Riassunto Canto Paradiso 29 – Beatrice, in silenzio, guarda direttamente Dio per un breve intervallo di tempo. Poi, inizia a parlare, avendo già compreso la domanda ce il poeta vorrebbe rivolgerle. L’amore di Dio creò gli angeli nell’eternità al di fuori dello spazio e del tempo. Le prime sostanze create simultaneamente furono la pura forma, che si dispose in alto a formare le intelligente angeliche, e la materia, che si collocò in basso, sulla Terra; la lro indissolubile unione, invece, andò a formare ciò che sta tra l’Empireo e il globo terrestre, cioè i cieli. Subito una parte degli angeli, appena creati, turbarono la crosta terrestre precipitandovi; gli altri rimasero nell’Empireo e iniziarono a ruotare intorno a Dio. La causa della caduta fu la punizione della superbia di Lucifero.

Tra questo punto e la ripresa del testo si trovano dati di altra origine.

//! Geometry primitives: [`Point`] and [`Range`].

use std::fmt;
use std::ops::Add;

// ---------------------------------------------------------------------------
// Point
// ---------------------------------------------------------------------------

/// A 2D integer point. X grows right, Y grows up.
///
/// Also used as a combined `(width, height)` size, see [`Range::size`].
#[derive(Copy, Clone, Debug, Default, PartialEq, Eq, Hash)]
#[cfg_attr(feature = "serde", derive(serde::Serialize, serde::Deserialize))]
pub struct Point {
    pub x: i32,
    pub y: i32,
}

impl Point {
    /// Origin (0, 0).
    pub const ZERO: Self = Self { x: 0, y: 0 };

    /// Unit steps in priority order up (+y), right, down, left.
    pub const DIRS_4: [Point; 4] = [
        Point::new(0, 1),
        Point::new(1, 0),
        Point::new(0, -1),
        Point::new(-1, 0),
    ];

    /// Create a new point.
    #[inline]
    pub const fn new(x: i32, y: i32) -> Self {
        Self { x, y }
    }

    /// The four orthogonal neighbours, in [`DIRS_4`](Self::DIRS_4) order.
    #[inline]
    pub fn neighbors_4(self) -> [Point; 4] {
        Self::DIRS_4.map(|d| self + d)
    }

    /// Whether `other` is exactly one orthogonal step away.
    #[inline]
    pub fn is_adjacent_4(self, other: Point) -> bool {
        u64::from(self.x.abs_diff(other.x)) + u64::from(self.y.abs_diff(other.y)) == 1
    }
}

impl fmt::Display for Point {
    fn fmt(&self, f: &mut fmt::Formatter<'_>) -> fmt::Result {
        write!(f, "({}, {})", self.x, self.y)
    }
}

impl Add for Point {
    type Output = Self;
    #[inline]
    fn add(self, rhs: Self) -> Self {
        Self::new(self.x + rhs.x, self.y + rhs.y)
    }
}

// ---------------------------------------------------------------------------
// Range
// ---------------------------------------------------------------------------

/// A half-open rectangle \[min, max). `min` is inclusive, `max` is exclusive.
#[derive(Copy, Clone, Debug, Default, PartialEq, Eq, Hash)]
#[cfg_attr(feature = "serde", derive(serde::Serialize, serde::Deserialize))]
pub struct Range {
    pub min: Point,
    pub max: Point,
}

impl Range {
    /// Create a new range from two corners, canonicalized so that
    /// `min` ≤ `max` on each axis.
    #[inline]
    pub fn new(x0: i32, y0: i32, x1: i32, y1: i32) -> Self {
        Self {
            min: Point::new(x0.min(x1), y0.min(y1)),
            max: Point::new(x0.max(x1), y0.max(y1)),
        }
    }

    /// The range `[0, size.x) x [0, size.y)`.
    #[inline]
    pub fn from_size(size: Point) -> Self {
        Self::new(0, 0, size.x, size.y)
    }

    /// Size as a `Point` (width = max.x - min.x, height = max.y - min.y).
    #[inline]
    pub fn size(self) -> Point {
        Point::new(self.width(), self.height())
    }

    /// Width of the range.
    #[inline]
    pub fn width(self) -> i32 {
        self.max.x - self.min.x
    }

    /// Height of the range.
    #[inline]
    pub fn height(self) -> i32 {
        self.max.y - self.min.y
    }

    /// Total number of cells in the range.
    #[inline]
    pub fn len(self) -> usize {
        if self.is_empty() {
            return 0;
        }
        (self.width() as usize) * (self.height() as usize)
    }

    /// Whether the range has zero area.
    #[inline]
    pub fn is_empty(self) -> bool {
        self.min.x >= self.max.x || self.min.y >= self.max.y
    }

    /// Whether `p` is inside the half-open range.
    #[inline]
    pub fn contains(self, p: Point) -> bool {
        p.x >= self.min.x && p.x < self.max.x && p.y >= self.min.y && p.y < self.max.y
    }

    /// Row-major flat index of `p`, or `None` when `p` lies outside.
    #[inline]
    pub fn index_of(self, p: Point) -> Option<usize> {
        if !self.contains(p) {
            return None;
        }
        let x = (p.x - self.min.x) as usize;
        let y = (p.y - self.min.y) as usize;
        Some(y * self.width() as usize + x)
    }

    /// Inverse of [`index_of`](Self::index_of). `idx` must be below `len()`.
    #[inline]
    pub fn point_at(self, idx: usize) -> Point {
        let w = self.width().max(1) as usize;
        Point::new(
            (idx % w) as i32 + self.min.x,
            (idx / w) as i32 + self.min.y,
        )
    }

    /// Row-major iterator over every point in the range.
    #[inline]
    pub fn iter(self) -> RangeIter {
        RangeIter {
            range: self,
            cur: self.min,
        }
    }
}

impl IntoIterator for Range {
    type Item = Point;
    type IntoIter = RangeIter;
    #[inline]
    fn into_iter(self) -> RangeIter {
        self.iter()
    }
}

impl fmt::Display for Range {
    fn fmt(&self, f: &mut fmt::Formatter<'_>) -> fmt::Result {
        write!(f, "[{}-{})", self.min, self.max)
    }
}

// ---------------------------------------------------------------------------
// RangeIter
// ---------------------------------------------------------------------------

/// Row-major iterator over the points in a [`Range`].
#[derive(Clone, Debug)]
pub struct RangeIter {
    range: Range,
    cur: Point,
}

impl Iterator for RangeIter {
    type Item = Point;

    #[inline]
    fn next(&mut self) -> Option<Point> {
        if self.cur.y >= self.range.max.y || self.range.is_empty() {
            return None;
        }
        let p = self.cur;
        self.cur.x += 1;
        if self.cur.x >= self.range.max.x {
            self.cur.x = self.range.min.x;
            self.cur.y += 1;
        }
        Some(p)
    }

    #[inline]
    fn size_hint(&self) -> (usize, Option<usize>) {
        if self.range.is_empty() || self.cur.y >= self.range.max.y {
            return (0, Some(0));
        }
        let w = self.range.width() as usize;
        let remaining_in_row = (self.range.max.x - self.cur.x) as usize;
        let remaining_rows = (self.range.max.y - self.cur.y - 1) as usize;
        let total = remaining_in_row + remaining_rows * w;
        (total, Some(total))
    }
}

impl ExactSizeIterator for RangeIter {}

#[cfg(test)]
mod tests {
    use super::*;

    #[test]
    fn neighbors_4_priority_order() {
        let n = Point::new(2, 2).neighbors_4();
        assert_eq!(
            n,
            [
                Point::new(2, 3),
                Point::new(3, 2),
                Point::new(2, 1),
                Point::new(1, 2),
            ]
        );
        assert_eq!(Point::new(2, 2) + Point::DIRS_4[0], Point::new(2, 3));
        assert!(n.iter().all(|&q| q.is_adjacent_4(Point::new(2, 2))));
        assert!(!Point::new(0, 0).is_adjacent_4(Point::new(1, 1)));
        assert!(!Point::new(0, 0).is_adjacent_4(Point::new(0, 0)));
        assert!(!Point::new(i32::MIN, 0).is_adjacent_4(Point::new(i32::MAX, 0)));
    }

    #[test]
    fn range_basics() {
        let r = Range::new(0, 0, 3, 2);
        assert_eq!(r.size(), Point::new(3, 2));
        assert_eq!(r.len(), 6);
        assert!(r.contains(Point::new(2, 1)));
        assert!(!r.contains(Point::new(3, 0)));
        assert!(!r.contains(Point::new(0, -1)));
    }

    #[test]
    fn range_empty() {
        let r = Range::from_size(Point::new(0, 4));
        assert!(r.is_empty());
        assert_eq!(r.len(), 0);
        assert_eq!(r.iter().count(), 0);
        assert_eq!(r.index_of(Point::ZERO), None);
    }

    #[test]
    fn index_round_trip_row_major() {
        let r = Range::new(0, 0, 4, 3);
        for (i, p) in r.iter().enumerate() {
            assert_eq!(r.index_of(p), Some(i));
            assert_eq!(r.point_at(i), p);
        }
        assert_eq!(r.index_of(Point::new(1, 2)), Some(9));
        assert_eq!(r.index_of(Point::new(4, 0)), None);
    }

    #[test]
    fn range_iter_size_hint() {
        let r = Range::new(0, 0, 3, 2);
        let mut it = r.iter();
        assert_eq!(it.len(), 6);
        it.next();
        it.next();
        assert_eq!(it.len(), 4);
    }
}

#[cfg(all(test, feature = "serde"))]
mod serde_tests {
    use super::*;

    #[test]
    fn range_json_shape() {
        let r = Range::new(0, 0, 5, 3);
        let json = serde_json::to_string(&r).unwrap();
        assert_eq!(json, r#"{"min":{"x":0,"y":0},"max":{"x":5,"y":3}}"#);
        let back: Range = serde_json::from_str(&json).unwrap();
        assert_eq!(back, r);
    }
}
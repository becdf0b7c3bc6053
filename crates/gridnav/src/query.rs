//! Public path queries and the completion-callback slot.

use gridnav_core::Point;
use log::debug;

use crate::navigator::GridNavigator;

impl<N, S> GridNavigator<N, S>
where
    N: Fn(i32, i32) -> bool,
    S: Fn(i32, i32, i32, i32) -> bool,
{
    /// Set the completion callback used by [`find_path`](Self::find_path).
    ///
    /// There is a single slot: assigning again replaces the previous callback.
    pub fn set_on_complete(&mut self, on_complete: impl FnMut(bool) + 'static) {
        self.on_complete = Some(Box::new(on_complete));
    }

    /// Remove the completion callback.
    pub fn clear_on_complete(&mut self) {
        self.on_complete = None;
    }

    /// Search for a path and report the outcome to the completion callback.
    ///
    /// Despite the callback, the search is fully synchronous: the callback
    /// runs exactly once, on the caller's stack, before this returns. Without
    /// a callback the outcome is only visible through the path accessors.
    pub fn find_path(&mut self, start: Point, end: Point) {
        let found = self.search(start, end);
        match self.on_complete.as_mut() {
            Some(on_complete) => on_complete(found),
            None => debug!(
                "find_path {} -> {} finished without a completion callback (found: {})",
                start, end, found
            ),
        }
    }

    /// [`find_path`](Self::find_path) taking plain coordinates.
    pub fn find_path_xy(&mut self, start_x: i32, start_y: i32, end_x: i32, end_y: i32) {
        self.find_path(Point::new(start_x, start_y), Point::new(end_x, end_y));
    }

    /// Search for a path and return whether one was found.
    ///
    /// On success the path is available through [`path`](Self::path) and
    /// friends; on failure the path is empty. A goal equal to the start is
    /// reported as no path.
    pub fn find_path_synchronous(&mut self, start: Point, end: Point) -> bool {
        self.search(start, end)
    }

    /// [`find_path_synchronous`](Self::find_path_synchronous) taking plain
    /// coordinates.
    pub fn find_path_synchronous_xy(
        &mut self,
        start_x: i32,
        start_y: i32,
        end_x: i32,
        end_y: i32,
    ) -> bool {
        self.find_path_synchronous(Point::new(start_x, start_y), Point::new(end_x, end_y))
    }

    fn search(&mut self, start: Point, end: Point) -> bool {
        self.path.clear();
        self.reset_field();

        let Some(si) = self.rng.index_of(start) else {
            debug!("path {} -> {}: start outside {}", start, end, self.rng);
            return false;
        };
        // The start is seeded even when the node predicate rejects it.
        self.field[si].visited = 0;
        self.flood(si);

        // Strictly positive: a goal equal to the start is not a path.
        if !self.node_ok(end) || self.distance_at(end) <= 0 {
            debug!("path {} -> {}: goal unreachable", start, end);
            return false;
        }

        let found = self.reconstruct(end);
        debug!(
            "path {} -> {}: found {} ({} points)",
            start,
            end,
            found,
            self.path.len()
        );
        found
    }
}
use std::collections::VecDeque;
use std::fmt;

use gridnav_core::{Point, Range};

use crate::config::NavigatorConfig;
use crate::error::NavError;
use crate::neighbors::Neighbors;

/// Sentinel distance meaning "not reached" in the distance field.
pub const NOT_VISITED: i32 = -1;

/// Default step predicate type, used when no step predicate is attached.
pub type StepFn = fn(i32, i32, i32, i32) -> bool;

/// One cell of the distance field.
#[derive(Debug, Clone, Copy, PartialEq, Eq)]
#[cfg_attr(feature = "serde", derive(serde::Serialize, serde::Deserialize))]
pub struct VisitedNode {
    pub pos: Point,
    /// Steps from the start cell, or [`NOT_VISITED`].
    pub visited: i32,
}

// ---------------------------------------------------------------------------
// GridNavigator
// ---------------------------------------------------------------------------

/// Breadth-first path navigator over a `width x height` grid.
///
/// The navigator owns its scratch state (distance field, path buffer, flood
/// queue) and rebuilds it from scratch on every query, so one instance can
/// serve any number of queries. Queries take `&mut self`: one at a time.
///
/// `N` is the node predicate `Fn(x, y) -> bool`; `S` the optional step
/// predicate `Fn(from_x, from_y, to_x, to_y) -> bool`.
pub struct GridNavigator<N, S = StepFn> {
    pub(crate) rng: Range,
    pub(crate) node_is_valid: N,
    pub(crate) step_is_valid: Option<S>,
    pub(crate) config: NavigatorConfig,
    // Per-query scratch, allocated by the first query.
    pub(crate) field: Vec<VisitedNode>,
    pub(crate) queue: VecDeque<usize>,
    pub(crate) path: Vec<Point>,
    pub(crate) nbuf: Neighbors,
    pub(crate) on_complete: Option<Box<dyn FnMut(bool)>>,
}

impl<N> GridNavigator<N, StepFn>
where
    N: Fn(i32, i32) -> bool,
{
    /// Create a navigator for a `width x height` grid.
    ///
    /// Fails with [`NavError::NegativeDimension`] if either side is negative.
    pub fn new(width: i32, height: i32, node_is_valid: N) -> Result<Self, NavError> {
        Self::from_size(Point::new(width, height), node_is_valid)
    }

    /// Create a navigator from a combined size (`x` = width, `y` = height).
    pub fn from_size(size: Point, node_is_valid: N) -> Result<Self, NavError> {
        if size.x < 0 || size.y < 0 {
            return Err(NavError::NegativeDimension {
                width: size.x,
                height: size.y,
            });
        }
        Ok(Self {
            rng: Range::from_size(size),
            node_is_valid,
            step_is_valid: None,
            config: NavigatorConfig::default(),
            field: Vec::new(),
            queue: VecDeque::new(),
            path: Vec::new(),
            nbuf: Neighbors::new(),
            on_complete: None,
        })
    }
}

impl<N, S> GridNavigator<N, S>
where
    N: Fn(i32, i32) -> bool,
    S: Fn(i32, i32, i32, i32) -> bool,
{
    /// Attach a step predicate, replacing any previous one.
    ///
    /// Whether it is consulted depends on
    /// [`NavigatorConfig::honor_step_predicate`].
    pub fn with_step_predicate<S2>(self, step_is_valid: S2) -> GridNavigator<N, S2>
    where
        S2: Fn(i32, i32, i32, i32) -> bool,
    {
        GridNavigator {
            rng: self.rng,
            node_is_valid: self.node_is_valid,
            step_is_valid: Some(step_is_valid),
            config: self.config,
            field: self.field,
            queue: self.queue,
            path: self.path,
            nbuf: self.nbuf,
            on_complete: self.on_complete,
        }
    }

    /// Replace the configuration.
    pub fn with_config(mut self, config: NavigatorConfig) -> Self {
        self.config = config;
        self
    }

    /// The active configuration.
    #[inline]
    pub fn config(&self) -> NavigatorConfig {
        self.config
    }

    /// The grid rectangle, always anchored at (0, 0).
    #[inline]
    pub fn range(&self) -> Range {
        self.rng
    }

    /// Grid size as a `Point` (`x` = width, `y` = height).
    #[inline]
    pub fn size(&self) -> Point {
        self.rng.size()
    }

    #[inline]
    pub fn width(&self) -> i32 {
        self.rng.width()
    }

    #[inline]
    pub fn height(&self) -> i32 {
        self.rng.height()
    }

    // -----------------------------------------------------------------------
    // Path accessors
    // -----------------------------------------------------------------------

    /// Number of points in the most recent path (0 if none was found).
    #[inline]
    pub fn path_len(&self) -> usize {
        self.path.len()
    }

    /// Whether the most recent query left no path.
    #[inline]
    pub fn is_path_empty(&self) -> bool {
        self.path.is_empty()
    }

    /// The most recent path, start first, goal last.
    #[inline]
    pub fn path(&self) -> &[Point] {
        &self.path
    }

    /// Point `index` of the most recent path.
    pub fn path_point(&self, index: usize) -> Result<Point, NavError> {
        self.path
            .get(index)
            .copied()
            .ok_or(NavError::IndexOutOfRange {
                index,
                len: self.path.len(),
            })
    }

    // -----------------------------------------------------------------------
    // Distance field accessors
    // -----------------------------------------------------------------------

    /// Distance from the last query's start to `p`.
    ///
    /// Returns [`NOT_VISITED`] if `p` is out of bounds, was not reached, or
    /// no query has run yet.
    pub fn distance_at(&self, p: Point) -> i32 {
        self.rng
            .index_of(p)
            .and_then(|i| self.field.get(i))
            .map_or(NOT_VISITED, |n| n.visited)
    }

    /// The whole distance field in row-major order. Empty before the first
    /// query.
    #[inline]
    pub fn distance_field(&self) -> &[VisitedNode] {
        &self.field
    }

    // -----------------------------------------------------------------------
    // Predicate helpers
    // -----------------------------------------------------------------------

    /// In bounds and accepted by the node predicate.
    #[inline]
    pub(crate) fn node_ok(&self, p: Point) -> bool {
        self.rng.contains(p) && (self.node_is_valid)(p.x, p.y)
    }

    /// Whether moving `from` → `to` is allowed by the step predicate.
    #[inline]
    pub(crate) fn step_ok(&self, from: Point, to: Point) -> bool {
        if !self.config.honor_step_predicate {
            return true;
        }
        match &self.step_is_valid {
            Some(step) => step(from.x, from.y, to.x, to.y),
            None => true,
        }
    }

    /// Reset every cell to [`NOT_VISITED`], allocating on first use.
    pub(crate) fn reset_field(&mut self) {
        let len = self.rng.len();
        if self.field.len() != len {
            let rng = self.rng;
            self.field.clear();
            self.field.extend(rng.iter().map(|pos| VisitedNode {
                pos,
                visited: NOT_VISITED,
            }));
            return;
        }
        for n in self.field.iter_mut() {
            n.visited = NOT_VISITED;
        }
    }
}

impl<N, S> fmt::Debug for GridNavigator<N, S> {
    fn fmt(&self, f: &mut fmt::Formatter<'_>) -> fmt::Result {
        f.debug_struct("GridNavigator")
            .field("range", &self.rng)
            .field("config", &self.config)
            .field("has_step_predicate", &self.step_is_valid.is_some())
            .field("has_on_complete", &self.on_complete.is_some())
            .field("path_len", &self.path.len())
            .finish()
    }
}
//! **gridnav-core** — geometry primitives shared by the *gridnav* crates.
//!
//! [`Point`] addresses a grid cell (and doubles as a width/height pair), and
//! [`Range`] describes the half-open rectangle a navigator works over.

pub mod geom;

pub use geom::{Point, Range, RangeIter};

Gli angeli rimasti fedeli furono ammessi alla visione di Dio e resi dunque più perfetti. Si crede che essi esercitino l’intelligenza, la volontà e la memoria proprio come gli esseri umani, ma ciò è falso: essi, infatti, godono perennemente della visione di Dio e vedono tutto simultaneamente, dunque non hanno bisogno di ricordare niente. Beatrice critica aspramente coloro che inventano nuove dottrine sulle verità teologiche o per ignoranza o per mala fede. I predicatori, inoltre, sono pieni di vanità e promettono indulgenze ai fedeli, senza avere realmente la facoltà di dispensarle.

Infine, Beatrice precisa che gli angeli sono innumerevoli. Dio emana la sua luce su di loro, ed essi la accolgono ciascuno secondo la propria capacità di riceverla. Dio si rispecchia negli angeli, pur restando sempre uno.